Certains brasseurs amateurs, eux, soutiennent qu'il suffit de goûter la Bring da Ruckus pour sentir la différence.

Tim Beeman anime les podcasts Beer Dads et The Less Desirables durant lesquels il parle de bières artisanales. Il a goûté et comparé la Bring da Ruckus avec la Bring da Saucer. Il a pris des notes pour différencier leur goût et le résultat est sans appel : il préfère celle qui a été infusée au rap.

« Dans la première [Bring da Saucer], le goût du houblon arrive tout de suite alors que dans la seconde [Bring da Ruckus], ce goût n'arrive qu'en note finale », explique-t-il entre deux gorgées. «  Elle a un goût plus crémeux, plus riche. Son profil aromatique est plus complexe que l'originale. Elle est plus douce que la première. Si je devais en choisir une, ce serait la seconde [Bring da Ruckus]. Bien sûr qu'il y a du marketing là-dedans, mais je pense vraiment qu'il y a aussi une différence de goût. »

Nous avons également contacté ceux qui ont inspiré le nom de cette bière, mais ni RZA ni Method Man n'ont daigné nous répondre. Heathcliff Berru, le manager de GZA, s'est caché derrière l'emploi du temps chargé de son poulain pour esquiver nos questions.

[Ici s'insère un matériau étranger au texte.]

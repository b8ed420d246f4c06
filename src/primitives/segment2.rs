//! 2D line segment type.

use super::{Point2, Vec2};
use num_traits::Float;

/// A 2D line segment defined by two endpoints.
#[derive(Debug, Clone, Copy, PartialEq)]
pub struct Segment2<F> {
    pub start: Point2<F>,
    pub end: Point2<F>,
}

impl<F: Float> Segment2<F> {
    /// Creates a new segment from two points.
    #[inline]
    pub fn new(start: Point2<F>, end: Point2<F>) -> Self {
        Self { start, end }
    }

    /// Returns the direction vector from start to end.
    #[inline]
    pub fn direction(self) -> Vec2<F> {
        self.end - self.start
    }

    /// Returns the point at parameter `t` along the segment.
    #[inline]
    pub fn point_at(self, t: F) -> Point2<F> {
        self.start.lerp(self.end, t)
    }

    /// Returns the segment with both endpoints transposed (x and y swapped).
    #[inline]
    pub fn transposed(self) -> Self {
        Self {
            start: self.start.transposed(),
            end: self.end.transposed(),
        }
    }

    /// Smallest and largest x covered by the segment.
    #[inline]
    pub fn x_range(self) -> (F, F) {
        (self.start.x.min(self.end.x), self.start.x.max(self.end.x))
    }

    /// Smallest and largest y covered by the segment.
    #[inline]
    pub fn y_range(self) -> (F, F) {
        (self.start.y.min(self.end.y), self.start.y.max(self.end.y))
    }

    /// Computes the closest point on the segment to the given point.
    ///
    /// Returns a tuple of (closest_point, parameter_t) where t is in [0, 1].
    pub fn closest_point(self, p: Point2<F>) -> (Point2<F>, F) {
        let v = self.direction();
        let len_sq = v.magnitude_squared();

        if len_sq <= F::epsilon() {
            return (self.start, F::zero());
        }

        let t = (p - self.start).dot(v) / len_sq;
        let t_clamped = t.max(F::zero()).min(F::one());

        (self.point_at(t_clamped), t_clamped)
    }

    /// Computes the squared distance from a point to this segment.
    #[inline]
    pub fn distance_squared_to_point(self, p: Point2<F>) -> F {
        let (closest, _) = self.closest_point(p);
        p.distance_squared(closest)
    }
}
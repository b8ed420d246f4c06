//! pathpoly - Path flattening and polygon conversion
//!
//! Turns move / line / quadratic-curve paths into polygons for filling,
//! stroking and boolean operations, and turns the results back into paths.
//! Curves are flattened with a fixed subdivision rule, degenerate points are
//! cleaned away before they reach the geometry kernel, and fill direction is
//! corrected from the path's overall orientation.
//!
//! ```
//! use pathpoly::{fill_to_polygon, intersect, polygon_to_path, Path};
//!
//! let circle_ish = Path::new()
//!     .move_to(10.0, 0.0)
//!     .curve_to(0.0, 10.0, 0.0, 0.0)
//!     .curve_to(10.0, 20.0, 0.0, 20.0)
//!     .curve_to(20.0, 10.0, 20.0, 20.0)
//!     .curve_to(10.0, 0.0, 20.0, 0.0);
//!
//! let shape = fill_to_polygon(&circle_ish);
//! let clipped = intersect(&shape, &fill_to_polygon(&Path::rectangle(0.0, 0.0, 10.0, 10.0)));
//! let outline = polygon_to_path(&clipped).unwrap();
//! assert_eq!(outline.subpath_count(), 1);
//! ```

pub mod config;
pub mod curves;
pub mod engine;
pub mod error;
pub mod io;
pub mod kernel;
pub mod path;
pub mod polygon;
pub mod primitives;
pub mod tolerance;
pub mod winding;

pub use config::PolyConfig;
pub use engine::{
    circular_to_even_odd, create_box, fill_to_polygon, free_polygon, intersect,
    stroke_to_polygon, union, PolyEngine,
};
pub use error::PolyError;
pub use kernel::{GeometryKernel, SweepKernel};
pub use path::{Path, PathSegment, Vertex, VertexList};
pub use polygon::{
    polygon_to_path, Contour, Direction, FillRule, LineCap, LineJoin, Polygon, StrokeStyle,
};
pub use primitives::{Point2, Segment2, Vec2};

« On prépare un album », a-t-il confié par email à MUNCHIES.

La première brassée de Bring da Ruckus a été produite en édition limitée. Fortnight en a fait vingt barils, c'est-à-dire à peu près 5 000 pintes – qui ont toutes été achetées et consommées dans les magasins et bars de la région. Malheureusement, la brasserie ne commercialise pas ses produits en dehors de la Caroline du Nord.

La brasserie prévoyait une deuxième brassée de la Bring da Ruckus en décembre. En attendant, la tendance des bières infusées à la musique n'a pas encore bien pris.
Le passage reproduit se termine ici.